As 2025 begins, the global economy stands at a turning point, facing slower growth, new policies, and changing market conditions. The global economy is poised for a year of moderated growth, reflecting both the fading momentum of pandemic-era recovery policies and the emergence of new economic headwinds. Forecasted global GDP growth of 3.0% marks a slight decline from previous years, with the US, Europe, and China each confronting unique challenges. In the US, the economic expansion is set to slow as newly implemented tariffs and stricter immigration policies ripple through the labour market and consumer spending. These measures, while aimed at reshaping trade and workforce dynamics, could inadvertently raise costs for businesses and consumers, placing downward pressure on growth.

The US labour market, while resilient, is showing signs of cooling. Monthly job growth is stabilizing between 100,000 and 150,000, a marked deceleration compared to the robust post-pandemic hiring trends. Despite this, unemployment remains low at around 4%, suggesting a healthy, albeit softening, labour environment. Consumer spending, which accounted for nearly 80% of US GDP growth in 2024, may face constraints as pent-up savings are depleted and debt burdens rise modestly. Retail sales growth, which was 4.1% year-on-year in November 2024, reflects the enduring strength of consumer activity but signals the possibility of a plateau in the coming year.

Inflation remains a critical variable in the economic narrative, albeit with a shifting trajectory. After years of intense focus on price increases, inflation appears to be normalizing across major economies. In the U.S., consumer inflation hovered near 2.7% in late 2024, with core measures slightly higher. Yet, tariffs and immigration policies could push costs higher temporarily in 2025, before broader disinflationary forces regain control. Europe and the UK are projected to see steadier declines in inflation, though at the cost of sluggish growth, with the eurozone nearing a cruising speed of just 1% GDP growth. Japan offers a contrasting picture, as its wage growth trends and steady inflation of around 2% underscore the country’s escape from decades of deflation. China, however, remains entrenched in deflationary pressures, reflecting deep structural issues in its overinvested manufacturing sector and insufficient consumption-driven recovery.

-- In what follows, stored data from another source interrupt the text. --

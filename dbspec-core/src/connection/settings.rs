//! Application-facing database settings.

use super::applier::{ConnectionHandle, Connector, Database};
use super::bootstrap::Bootstrap;
use super::spec::ConnectionSpec;
use super::url::Capability;
use crate::config::{ConfigLoader, EnvSource};
use crate::error::ConfigResult;
use crate::logging;
use crate::value::Mapping;
use parking_lot::RwLock;
use std::path::{Path, PathBuf};
use std::sync::Arc;
use tracing::info;

/// Database settings of one application.
///
/// Owns the shared [`Database`] and remembers where its configuration came
/// from. Cloning is cheap and every clone sees the same database.
pub struct DatabaseSettings<C: Connector> {
    database: Arc<Database<C>>,
    loader: ConfigLoader,
    environment: String,
    verify_before_request: bool,
    database_file: Arc<RwLock<Option<PathBuf>>>,
}

impl<C: Connector> Clone for DatabaseSettings<C> {
    fn clone(&self) -> Self {
        Self {
            database: Arc::clone(&self.database),
            loader: self.loader.clone(),
            environment: self.environment.clone(),
            verify_before_request: self.verify_before_request,
            database_file: Arc::clone(&self.database_file),
        }
    }
}

impl<C: Connector> std::fmt::Debug for DatabaseSettings<C> {
    fn fmt(&self, f: &mut std::fmt::Formatter<'_>) -> std::fmt::Result {
        f.debug_struct("DatabaseSettings")
            .field("environment", &self.environment)
            .field("verify_before_request", &self.verify_before_request)
            .field("database_file", &*self.database_file.read())
            .field("database", &self.database)
            .finish()
    }
}

impl<C: Connector> DatabaseSettings<C> {
    /// Unconfigured settings for `environment`.
    ///
    /// Pre-request verification defaults to what `capability` calls for.
    pub fn new(connector: C, capability: Capability, environment: impl Into<String>) -> Self {
        Self {
            database: Arc::new(Database::new(connector, capability)),
            loader: ConfigLoader::new(),
            environment: environment.into(),
            verify_before_request: capability.verifies_before_request(),
            database_file: Arc::new(RwLock::new(None)),
        }
    }

    /// Register with an application: discover configuration, turn on stdout
    /// logging where appropriate and connect if anything was found.
    pub async fn register<S: EnvSource>(connector: C, bootstrap: &Bootstrap<S>) -> ConfigResult<Self> {
        let settings = Self::new(
            connector,
            bootstrap.configured_capability(),
            bootstrap.environment(),
        )
        .with_loader(bootstrap.config_loader().clone());

        logging::init_for_environment(&settings.environment);

        let discovery = bootstrap.discover()?;
        *settings.database_file.write() = discovery.database_file;
        if let Some(spec) = discovery.spec {
            let mut handle = settings.set_database(spec).await?;
            settings.database.release(&mut handle).await;
        }
        Ok(settings)
    }

    /// Resolve relative configuration paths with `loader`.
    pub fn with_loader(mut self, loader: ConfigLoader) -> Self {
        self.loader = loader;
        self
    }

    /// Turn the pre-request liveness check on or off.
    pub fn with_verify_before_request(mut self, verify: bool) -> Self {
        self.verify_before_request = verify;
        self
    }

    /// The shared database.
    pub fn database(&self) -> &Arc<Database<C>> {
        &self.database
    }

    /// The running environment.
    pub fn environment(&self) -> &str {
        &self.environment
    }

    /// Whether requests check the connection before running.
    pub fn verify_before_request(&self) -> bool {
        self.verify_before_request
    }

    /// The configuration file last loaded, if any.
    pub fn database_file(&self) -> Option<PathBuf> {
        self.database_file.read().clone()
    }

    /// Apply `spec` for the running environment.
    pub async fn set_database(
        &self,
        spec: impl Into<ConnectionSpec>,
    ) -> ConfigResult<ConnectionHandle<C::Pool>> {
        self.database.apply(spec.into(), &self.environment).await
    }

    /// Apply a configuration mapping, tagged per-environment or flat by
    /// [`ConnectionSpec::from_mapping`].
    pub async fn set_database_config(
        &self,
        config: Mapping,
    ) -> ConfigResult<ConnectionHandle<C::Pool>> {
        let spec = ConnectionSpec::from_mapping(config, &self.environment);
        self.set_database(spec).await
    }

    /// Load the configuration file at `path` and apply it.
    ///
    /// Relative paths are resolved against the application root.
    pub async fn set_database_file(
        &self,
        path: impl AsRef<Path>,
    ) -> ConfigResult<ConnectionHandle<C::Pool>> {
        let path = self.loader.resolve_path(path);
        let config = self.loader.load(&path)?;
        info!(path = %path.display(), "Using database configuration file");

        let handle = self.set_database_config(config).await?;
        *self.database_file.write() = Some(path);
        Ok(handle)
    }
}

#[cfg(test)]
mod tests {
    use super::*;
    use crate::config::MapEnvSource;
    use crate::mapping;
    use crate::testing::MemoryConnector;
    use std::fs;

    fn settings() -> DatabaseSettings<MemoryConnector> {
        DatabaseSettings::new(MemoryConnector::new(), Capability::Current, "test")
    }

    #[test]
    fn test_verify_default_follows_capability() {
        assert!(!settings().verify_before_request());
        let legacy = DatabaseSettings::new(MemoryConnector::new(), Capability::Legacy, "test");
        assert!(legacy.verify_before_request());
        assert!(!legacy.with_verify_before_request(false).verify_before_request());
    }

    #[tokio::test]
    async fn test_set_database_config_dispatches_on_environment_key() {
        let settings = settings();
        settings
            .set_database_config(mapping! {
                "test" => mapping! { "adapter" => "sqlite3", "database" => "test.db" },
                "development" => mapping! { "adapter" => "sqlite3" },
            })
            .await
            .unwrap();
        assert!(settings.database().registry().unwrap().contains("development"));

        settings
            .set_database_config(mapping! { "adapter" => "sqlite3", "database" => "flat.db" })
            .await
            .unwrap();
        let registry = settings.database().registry().unwrap();
        assert!(!registry.contains("development"));
        assert!(registry.contains("test"));
    }

    #[tokio::test]
    async fn test_set_database_file_resolves_relative_paths() {
        let root = tempfile::tempdir().unwrap();
        fs::write(
            root.path().join("db.yml"),
            "test:\n  adapter: sqlite3\n  database: test.db\n",
        )
        .unwrap();

        let settings = settings().with_loader(ConfigLoader::new().with_root(root.path()));
        settings.set_database_file("db.yml").await.unwrap();

        assert_eq!(settings.database_file(), Some(root.path().join("db.yml")));
        assert_eq!(settings.database().target().unwrap().database(), Some("test.db"));
    }

    #[tokio::test]
    async fn test_set_database_file_missing() {
        let settings = settings();
        let err = settings.set_database_file("/nonexistent/db.yml").await.unwrap_err();
        assert!(err.is_not_found());
        assert_eq!(settings.database_file(), None);
    }

    #[tokio::test]
    async fn test_register_connects_and_returns_the_connection() {
        let env = MapEnvSource::new()
            .set("RACK_ENV", "test")
            .set("DATABASE_URL", "sqlite3:db/test.sqlite3");
        let bootstrap = Bootstrap::with_source(env).root("/nonexistent");
        let settings = DatabaseSettings::register(MemoryConnector::new(), &bootstrap)
            .await
            .unwrap();

        let connector = settings.database().connector();
        assert_eq!(connector.established(), 1);
        assert_eq!(connector.released(), 1);
        assert_eq!(settings.database().environment().as_deref(), Some("test"));
    }

    #[tokio::test]
    async fn test_register_without_configuration() {
        let bootstrap = Bootstrap::with_source(MapEnvSource::new()).root("/nonexistent");
        let settings = DatabaseSettings::register(MemoryConnector::new(), &bootstrap)
            .await
            .unwrap();
        assert!(!settings.database().is_configured());
    }
}
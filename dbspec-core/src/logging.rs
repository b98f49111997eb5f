//! Logging setup for dbspec.
//!
//! Structured logging controlled by environment variables.
//!
//! # Environment Variables
//!
//! - `DBSPEC_DEBUG=true` (or `1`, `yes`) - Enable debug logging
//! - `DBSPEC_LOG_LEVEL=debug|info|warn|error|trace` - Set specific log level
//! - `DBSPEC_LOG_FORMAT=json|pretty|compact` - Set output format (default: json)
//! - `DBSPEC_TASK_RUNNER` - Set by task runners; suppresses per-environment
//!   stdout logging
//!
//! # Usage
//!
//! ```rust,no_run
//! use dbspec_core::logging;
//!
//! // Honour DBSPEC_DEBUG / DBSPEC_LOG_LEVEL only
//! logging::init();
//!
//! // Or log to stdout unless running tests, production, or a task runner
//! logging::init_for_environment("development");
//! ```
//!
//! Without the `tracing-subscriber` feature both calls only decide; events
//! go to whatever subscriber the application installed.

use std::env;
use std::sync::Once;

static INIT: Once = Once::new();

/// Variable a task runner sets to keep connection logging off stdout.
pub const TASK_RUNNER_VAR: &str = "DBSPEC_TASK_RUNNER";

/// Environments that never get stdout logging from
/// [`init_for_environment`].
pub const QUIET_ENVIRONMENTS: [&str; 2] = ["test", "production"];

/// Check if debug logging is enabled via `DBSPEC_DEBUG`.
#[inline]
pub fn is_debug_enabled() -> bool {
    env::var("DBSPEC_DEBUG")
        .map(|v| matches!(v.to_lowercase().as_str(), "true" | "1" | "yes"))
        .unwrap_or(false)
}

/// The configured log level, or `fallback` when `DBSPEC_LOG_LEVEL` is unset
/// or unrecognised. Debug mode turns the fallback into `debug`.
pub fn log_level_or(fallback: &'static str) -> &'static str {
    let configured = env::var("DBSPEC_LOG_LEVEL").ok();
    select_level(configured.as_deref(), is_debug_enabled(), fallback)
}

fn select_level(configured: Option<&str>, debug: bool, fallback: &'static str) -> &'static str {
    let fallback = if debug { "debug" } else { fallback };
    match configured.map(str::to_lowercase).as_deref() {
        Some("trace") => "trace",
        Some("debug") => "debug",
        Some("info") => "info",
        Some("warn") => "warn",
        Some("error") => "error",
        _ => fallback,
    }
}

/// The configured log level. Defaults to `debug` in debug mode, else `warn`.
pub fn get_log_level() -> &'static str {
    log_level_or("warn")
}

/// The configured output format. Defaults to `json`.
pub fn get_log_format() -> &'static str {
    env::var("DBSPEC_LOG_FORMAT")
        .map(|f| match f.to_lowercase().as_str() {
            "pretty" => "pretty",
            "compact" => "compact",
            _ => "json",
        })
        .unwrap_or("json")
}

/// Whether an application in `environment` logs connection activity to
/// stdout.
pub fn logs_to_stdout(environment: &str, under_task_runner: bool) -> bool {
    !under_task_runner && !QUIET_ENVIRONMENTS.contains(&environment)
}

/// Initialize logging if `DBSPEC_DEBUG` or `DBSPEC_LOG_LEVEL` asks for it.
///
/// Subsequent calls, including [`init_for_environment`], are no-ops.
pub fn init() {
    if !is_debug_enabled() && env::var("DBSPEC_LOG_LEVEL").is_err() {
        return;
    }
    install(get_log_level());
}

/// Initialize stdout logging for an application running in `environment`.
///
/// Test and production environments stay quiet, as does anything launched
/// with [`TASK_RUNNER_VAR`] set. Logs at `info` unless overridden.
pub fn init_for_environment(environment: &str) {
    let under_task_runner = env::var_os(TASK_RUNNER_VAR).is_some();
    if !logs_to_stdout(environment, under_task_runner) {
        tracing::debug!(environment, under_task_runner, "Stdout logging disabled");
        return;
    }
    install(log_level_or("info"));
}

fn install(level: &'static str) {
    INIT.call_once(|| {
        #[cfg(feature = "tracing-subscriber")]
        {
            use tracing_subscriber::{EnvFilter, fmt, prelude::*};

            let filter = EnvFilter::try_new(format!(
                "dbspec={level},dbspec_core={level},dbspec_sqlx={level},dbspec_axum={level}"
            ))
            .unwrap_or_else(|_| EnvFilter::new("warn"));
            let stdout = fmt::layer().with_writer(std::io::stdout);

            let installed = match get_log_format() {
                "json" => tracing_subscriber::registry()
                    .with(filter)
                    .with(stdout.json())
                    .try_init(),
                "compact" => tracing_subscriber::registry()
                    .with(filter)
                    .with(stdout.compact())
                    .try_init(),
                _ => tracing_subscriber::registry()
                    .with(filter)
                    .with(stdout.pretty())
                    .try_init(),
            };

            if installed.is_ok() {
                tracing::info!(level, format = get_log_format(), "dbspec logging initialized");
            }
        }

        #[cfg(not(feature = "tracing-subscriber"))]
        {
            let _ = level;
        }
    });
}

The divergence in inflation trajectories is mirrored in monetary policy across regions. The Federal Reserve, after cutting rates by 75 basis points in 2024, is expected to pause further reductions by mid-2025. This reflects a cautious approach, balancing the need to support growth with concerns about potential price increases from trade and fiscal policies. In contrast, the European Central Bank and Bank of England may continue easing, as their economies contend with stagnation risks. Meanwhile, the Bank of Japan could raise rates twice in 2025, signalling growing confidence in its economic transformation. Such divergent central bank strategies underscore the complex, region-specific economic dynamics shaping the global outlook.

China’s struggles stand out as a cautionary tale for the interconnected global economy. While its fiscal and monetary stimulus measures have sparked short-term rebounds, they have failed to address underlying weaknesses. The re-emergence of trade disruptions and oversupply threatens to exacerbate deflationary pressures, limiting China’s contribution to global growth. Neighbouring economies, particularly those dependent on China’s supply chains, may feel the ripple effects, though regions like India and Southeast Asia offer a counterbalance with strong domestic consumption and robust investment inflows.

Geopolitical and policy developments loom large over the 2025 outlook. In the US, the re-election of Donald Trump and the Republican congressional sweep signal significant shifts in fiscal and trade policies. The proposed extension of the Tax Cuts and Jobs Act, alongside potential new tariffs, could alter the competitive landscape for businesses and create uneven impacts across sectors. Tariffs, such as the suggested 10% on all imports and 60% on Chinese goods, may act as negotiating levers but could also stoke inflation and strain consumer budgets. The effects are likely to resonate beyond US borders, influencing global trade patterns and economic sentiment.

In Europe, the economic recovery remains fragile, with manufacturing and consumer sectors grappling with subdued demand. The eurozone’s heavy reliance on trade makes it particularly vulnerable to disruptions, and its slow response to geopolitical challenges could further weigh on growth. However, opportunities exist in targeted fiscal measures, such as green infrastructure investments, which could stimulate specific sectors.

The overall global economic environment in 2025 reflects a delicate balancing act between growth, inflation, and policy uncertainty. The interplay of these factors creates a landscape where regional disparities are likely to widen, and economic resilience will depend heavily on how nations navigate their unique challenges. While the paths may differ, the collective global narrative underscores the enduring importance of adaptability in an era of complexity and change.